The new bit that is common to all three incidents is that all three couples who have been in the news in the last three days met through matrimonial websites like and

It stands to reason, maybe, that lap-top toting techies in Silicon Halli should have dialled up their life partners on the world wide web using the office broadband.

Maybe, given the amount of time we spend at the computer, this is just the easiest, most convenient way of finding our “beau” (or dovvu, as M.S. Sathyu learnt to his mortification). Maybe, it’s nice to be seen to be in charge while finding a friend or life partner of the same wavelength. Maybe, everything else is so old-fashioned.
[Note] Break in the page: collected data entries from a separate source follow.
#[tokio::main]
async fn main() {
    if let Err(e) = slicer_cli::run_cli().await {
        eprintln!("error: {e:#}");
        std::process::exit(1);
    }
}
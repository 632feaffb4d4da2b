use serde::{Deserialize, Serialize};
use std::collections::HashMap;
use std::fmt;

/// Printing technology. The closed enumeration named in the data model —
/// canonical form is uppercase on the wire and in path segments.
#[derive(Debug, Clone, Copy, PartialEq, Eq, Hash, Serialize, Deserialize)]
pub enum Technology {
    Fdm,
    Sla,
}

impl Technology {
    pub const ALL: [Technology; 2] = [Technology::Fdm, Technology::Sla];

    /// Parse a path segment or request field, accepting any case.
    pub fn parse(raw: &str) -> Option<Self> {
        match raw.to_ascii_uppercase().as_str() {
            "FDM" => Some(Technology::Fdm),
            "SLA" => Some(Technology::Sla),
            _ => None,
        }
    }

    pub fn as_str(self) -> &'static str {
        match self {
            Technology::Fdm => "FDM",
            Technology::Sla => "SLA",
        }
    }
}

impl fmt::Display for Technology {
    fn fmt(&self, f: &mut fmt::Formatter<'_>) -> fmt::Result {
        f.write_str(self.as_str())
    }
}

/// Opaque material identifier. Comparison against the registry is
/// case-insensitive but the canonical spelling supplied at creation time
/// is what gets persisted and returned.
#[derive(Debug, Clone, Serialize, Deserialize)]
pub struct Material(pub String);

impl Material {
    pub fn new(raw: impl Into<String>) -> Self {
        Self(raw.into())
    }

    pub fn as_str(&self) -> &str {
        &self.0
    }

    fn fold_key(&self) -> String {
        self.0.to_ascii_lowercase()
    }
}

impl PartialEq for Material {
    fn eq(&self, other: &Self) -> bool {
        self.fold_key() == other.fold_key()
    }
}

/// In-memory `technology -> material -> hourly_rate` map, the shape persisted
/// to `configs/pricing.json`. Keys are matched case-insensitively through
/// [`PricingMap::rate_for`]/[`PricingMap::find_key`], but the stored key
/// preserves whatever case the registry was seeded or created with.
pub type MaterialRates = HashMap<String, u64>;

#[derive(Debug, Clone, Default, Serialize, Deserialize)]
pub struct PricingMap {
    #[serde(rename = "FDM", default)]
    pub fdm: MaterialRates,
    #[serde(rename = "SLA", default)]
    pub sla: MaterialRates,
}

impl PricingMap {
    pub fn rates_for(&self, tech: Technology) -> &MaterialRates {
        match tech {
            Technology::Fdm => &self.fdm,
            Technology::Sla => &self.sla,
        }
    }

    pub fn rates_for_mut(&mut self, tech: Technology) -> &mut MaterialRates {
        match tech {
            Technology::Fdm => &mut self.fdm,
            Technology::Sla => &mut self.sla,
        }
    }

    /// Canonical stored key matching `material` case-insensitively, if any.
    pub fn find_key(&self, tech: Technology, material: &str) -> Option<&str> {
        let folded = material.to_ascii_lowercase();
        self.rates_for(tech)
            .keys()
            .find(|k| k.to_ascii_lowercase() == folded)
            .map(String::as_str)
    }

    /// Rate lookup with fallback, per the registry contract: exact match,
    /// else the first finite positive rate for the technology, else 0.
    pub fn rate_for(&self, tech: Technology, material: &str) -> u64 {
        if let Some(key) = self.find_key(tech, material) {
            return self.rates_for(tech)[key];
        }
        self.rates_for(tech)
            .values()
            .copied()
            .find(|rate| *rate > 0)
            .unwrap_or(0)
    }

    pub fn default_seed() -> Self {
        let mut fdm = MaterialRates::new();
        fdm.insert("default".to_string(), 900);
        fdm.insert("PLA".to_string(), 800);
        fdm.insert("PETG".to_string(), 900);
        fdm.insert("ABS".to_string(), 950);

        let mut sla = MaterialRates::new();
        sla.insert("default".to_string(), 1800);
        sla.insert("Standard".to_string(), 1800);
        sla.insert("Tough".to_string(), 2200);

        Self { fdm, sla }
    }

    /// Merge `self` over `defaults`: entries present in `self` win, missing
    /// technologies/materials are backfilled from `defaults`.
    pub fn merged_over_defaults(mut self, defaults: &PricingMap) -> Self {
        for (material, rate) in &defaults.fdm {
            self.fdm.entry(material.clone()).or_insert(*rate);
        }
        for (material, rate) in &defaults.sla {
            self.sla.entry(material.clone()).or_insert(*rate);
        }
        self
    }
}

#[cfg(test)]
mod tests {
    use super::*;

    #[test]
    fn technology_parse_is_case_insensitive() {
        assert_eq!(Technology::parse("fdm"), Some(Technology::Fdm));
        assert_eq!(Technology::parse("Sla"), Some(Technology::Sla));
        assert_eq!(Technology::parse("resin"), None);
    }

    #[test]
    fn material_equality_is_case_insensitive() {
        assert_eq!(Material::new("PETG"), Material::new("petg"));
        assert_ne!(Material::new("PETG"), Material::new("PLA"));
    }

    #[test]
    fn rate_for_exact_then_fallback_then_zero() {
        let map = PricingMap::default_seed();
        assert_eq!(map.rate_for(Technology::Fdm, "petg"), 900);

        let empty = PricingMap::default();
        assert_eq!(empty.rate_for(Technology::Fdm, "petg"), 0);

        let mut only_other = PricingMap::default();
        only_other.fdm.insert("Exotic".to_string(), 1200);
        assert_eq!(only_other.rate_for(Technology::Fdm, "petg"), 1200);
    }

    #[test]
    fn merge_backfills_missing_defaults_without_overwriting() {
        let mut stored = PricingMap::default();
        stored.fdm.insert("PETG".to_string(), 1000);

        let merged = stored.merged_over_defaults(&PricingMap::default_seed());
        assert_eq!(merged.fdm.get("PETG"), Some(&1000));
        assert_eq!(merged.fdm.get("PLA"), Some(&800));
    }
}
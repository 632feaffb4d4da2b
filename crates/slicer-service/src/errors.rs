use axum::http::StatusCode;
use axum::response::{IntoResponse, Response};
use axum::Json;
use serde::Serialize;
use slicer_types::SlicerError;

/// Wire error envelope: `{success:false, errorCode, message}`, with
/// `retryAfterSeconds` present only for rate-limit denials.
#[derive(Debug, Serialize)]
pub struct ErrorResponse {
    pub success: bool,
    #[serde(rename = "errorCode")]
    pub error_code: String,
    pub message: String,
    #[serde(rename = "retryAfterSeconds", skip_serializing_if = "Option::is_none")]
    pub retry_after_seconds: Option<u64>,
}

/// Wraps [`SlicerError`] so handlers can `?`-propagate it straight into an
/// axum response via its [`IntoResponse`] impl.
pub struct ApiError(pub SlicerError);

impl From<SlicerError> for ApiError {
    fn from(err: SlicerError) -> Self {
        Self(err)
    }
}

impl IntoResponse for ApiError {
    fn into_response(self) -> Response {
        let status =
            StatusCode::from_u16(self.0.status_code()).unwrap_or(StatusCode::INTERNAL_SERVER_ERROR);

        let retry_after_seconds = match &self.0 {
            SlicerError::RateLimitExceeded {
                retry_after_seconds,
            } => Some(*retry_after_seconds),
            _ => None,
        };

        // Internal failures never leak their cause to the client, per the
        // propagation policy; everything else surfaces its own message.
        let message = if self.0.is_client_error() {
            self.0.to_string()
        } else {
            "an internal error occurred".to_string()
        };

        let body = ErrorResponse {
            success: false,
            error_code: self.0.error_code().to_string(),
            message,
            retry_after_seconds,
        };

        (status, Json(body)).into_response()
    }
}
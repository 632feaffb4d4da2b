use crate::pricing::Technology;
use thiserror::Error;

/// The service's closed error taxonomy. Each variant knows its own wire
/// `errorCode` and HTTP status so handlers never have to re-derive them.
#[derive(Error, Debug)]
pub enum SlicerError {
    #[error("layer height must be a positive finite number, got {value}")]
    InvalidLayerHeight { value: f64 },

    #[error("layer height {value} is not valid for {technology}")]
    InvalidLayerHeightForTechnology { technology: Technology, value: f64 },

    #[error("model ({measured_x}, {measured_y}, {measured_z}) mm exceeds {technology} build volume ({limit_x}, {limit_y}, {limit_z}) mm")]
    ModelExceedsBuildVolume {
        technology: Technology,
        measured_x: f64,
        measured_y: f64,
        measured_z: f64,
        limit_x: f64,
        limit_y: f64,
        limit_z: f64,
    },

    #[error("source geometry rejected by converter: {detail}")]
    InvalidSourceGeometry { detail: String },

    #[error("rate limit exceeded, retry after {retry_after_seconds}s")]
    RateLimitExceeded { retry_after_seconds: u64 },

    #[error("slice queue is full")]
    QueueFull,

    #[error("timed out waiting for a free slicing worker")]
    QueueTimeout,

    #[error("no supported file found in archive")]
    UnsupportedUpload,

    #[error("archive rejected: {reason}")]
    ArchiveRejected { reason: String },

    #[error("admin API key is not configured")]
    AdminKeyUnset,

    #[error("missing or invalid admin API key")]
    Unauthorized,

    #[error("validation failed: {0}")]
    Validation(String),

    #[error("material {material} not found for {technology}")]
    MaterialNotFound {
        technology: Technology,
        material: String,
    },

    #[error("no such print artifact: {name}")]
    ArtifactNotFound { name: String },

    #[error("material {material} already exists for {technology}")]
    MaterialAlreadyExists {
        technology: Technology,
        material: String,
    },

    #[error("cannot delete the default material fallback")]
    CannotDeleteDefault,

    #[error("internal processing error: {0}")]
    Internal(String),
}

pub type SlicerResult<T> = Result<T, SlicerError>;

impl SlicerError {
    /// Wire `errorCode`, as returned in the JSON error envelope.
    pub fn error_code(&self) -> &'static str {
        match self {
            SlicerError::InvalidLayerHeight { .. } => "INVALID_LAYER_HEIGHT",
            SlicerError::InvalidLayerHeightForTechnology { .. } => {
                "INVALID_LAYER_HEIGHT_FOR_TECHNOLOGY"
            }
            SlicerError::ModelExceedsBuildVolume { .. } => "MODEL_EXCEEDS_BUILD_VOLUME",
            SlicerError::InvalidSourceGeometry { .. } => "INVALID_SOURCE_GEOMETRY",
            SlicerError::RateLimitExceeded { .. } => "RATE_LIMIT_EXCEEDED",
            SlicerError::QueueFull => "QUEUE_FULL",
            SlicerError::QueueTimeout => "QUEUE_TIMEOUT",
            SlicerError::UnsupportedUpload => "INVALID_SOURCE_GEOMETRY",
            SlicerError::ArtifactNotFound { .. } => "ARTIFACT_NOT_FOUND",
            SlicerError::ArchiveRejected { .. } => "INVALID_SOURCE_GEOMETRY",
            SlicerError::AdminKeyUnset => "ADMIN_KEY_UNSET",
            SlicerError::Unauthorized => "UNAUTHORIZED",
            SlicerError::Validation(_) => "VALIDATION_ERROR",
            SlicerError::MaterialNotFound { .. } => "MATERIAL_NOT_FOUND",
            SlicerError::MaterialAlreadyExists { .. } => "MATERIAL_ALREADY_EXISTS",
            SlicerError::CannotDeleteDefault => "CANNOT_DELETE_DEFAULT",
            SlicerError::Internal(_) => "INTERNAL_PROCESSING_ERROR",
        }
    }

    /// HTTP status code for this error, per the error taxonomy in the spec.
    pub fn status_code(&self) -> u16 {
        match self {
            SlicerError::InvalidLayerHeight { .. }
            | SlicerError::InvalidLayerHeightForTechnology { .. }
            | SlicerError::ModelExceedsBuildVolume { .. }
            | SlicerError::InvalidSourceGeometry { .. }
            | SlicerError::UnsupportedUpload
            | SlicerError::ArchiveRejected { .. }
            | SlicerError::Validation(_) => 400,
            SlicerError::Unauthorized => 401,
            SlicerError::MaterialNotFound { .. } => 404,
            SlicerError::ArtifactNotFound { .. } => 404,
            SlicerError::MaterialAlreadyExists { .. } => 409,
            SlicerError::RateLimitExceeded { .. } => 429,
            SlicerError::AdminKeyUnset | SlicerError::QueueFull | SlicerError::QueueTimeout => 503,
            SlicerError::CannotDeleteDefault => 400,
            SlicerError::Internal(_) => 500,
        }
    }

    /// True for errors that must never be written to the rolling error log
    /// (client-caused rejections), per the propagation policy. `QueueFull`,
    /// `QueueTimeout`, and `AdminKeyUnset` carry a 503 status but are
    /// operator/client-facing admission rejections, not server faults, so
    /// this matches against the closed set of true internal-fault variants
    /// rather than thresholding on the HTTP status.
    pub fn is_client_error(&self) -> bool {
        !matches!(self, SlicerError::Internal(_))
    }
}

#[cfg(test)]
mod tests {
    use super::*;

    #[test]
    fn status_codes_match_taxonomy() {
        assert_eq!(SlicerError::QueueFull.status_code(), 503);
        assert_eq!(SlicerError::QueueTimeout.status_code(), 503);
        assert_eq!(
            SlicerError::RateLimitExceeded {
                retry_after_seconds: 10
            }
            .status_code(),
            429
        );
        assert_eq!(SlicerError::Internal("boom".into()).status_code(), 500);
        assert!(!SlicerError::Internal("boom".into()).is_client_error());
        assert!(SlicerError::QueueFull.is_client_error());
    }

    #[test]
    fn error_codes_are_stable_strings() {
        assert_eq!(
            SlicerError::ModelExceedsBuildVolume {
                technology: Technology::Fdm,
                measured_x: 300.0,
                measured_y: 100.0,
                measured_z: 50.0,
                limit_x: 250.0,
                limit_y: 210.0,
                limit_z: 210.0,
            }
            .error_code(),
            "MODEL_EXCEEDS_BUILD_VOLUME"
        );
    }
}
Maybe, it’s hep to say you met online.

Still, what is the statistical possibility that three couples in the news all met the same way? And, what does it say about the efficacy of the online matchmaking progress that all three couples in the news are in the news for the wrong reasons?

Of course, three couples amounts to just three tiny drops in the mammoth ocean of matrimony.

There may be hundreds and thousands of couples more, couples who met online, who are living happily ever after. There may be hundreds and thousands of couples more who met the conventional way, whose marriages are on the rocks, who are silently swallowing physical and verbal violence, who are just living together for the sake of society, etc?

Still, you have ask: does the magic wear off once you switch off the modem?

Is online matchmaking what it is touted to be—easy, global, reliable? Or has it become a bit of a scam of those who have been there, done that, and are looking for a cheap thrills?

Is it better than arranged marriages or “love marriages”? Or, like classified newspaper advertisements in the past, has it become the last resort of those without social skills; a last throw of the dice for those who weren’t smart or lucky enough to bump into someone they would like to spend the rest of their lives with in reallife situations?

Maybe it is a sign of the new, confident, rising, shining India that men and women feel empowered and emboldened to unload the baggage of a bad marriage openly, without inhibition.

Maybe, but how likely when the weekend scoreline reads 3/3?

(Full disclosure: Palini R. Swamy has been happily married for 18 years. He met his match offline.)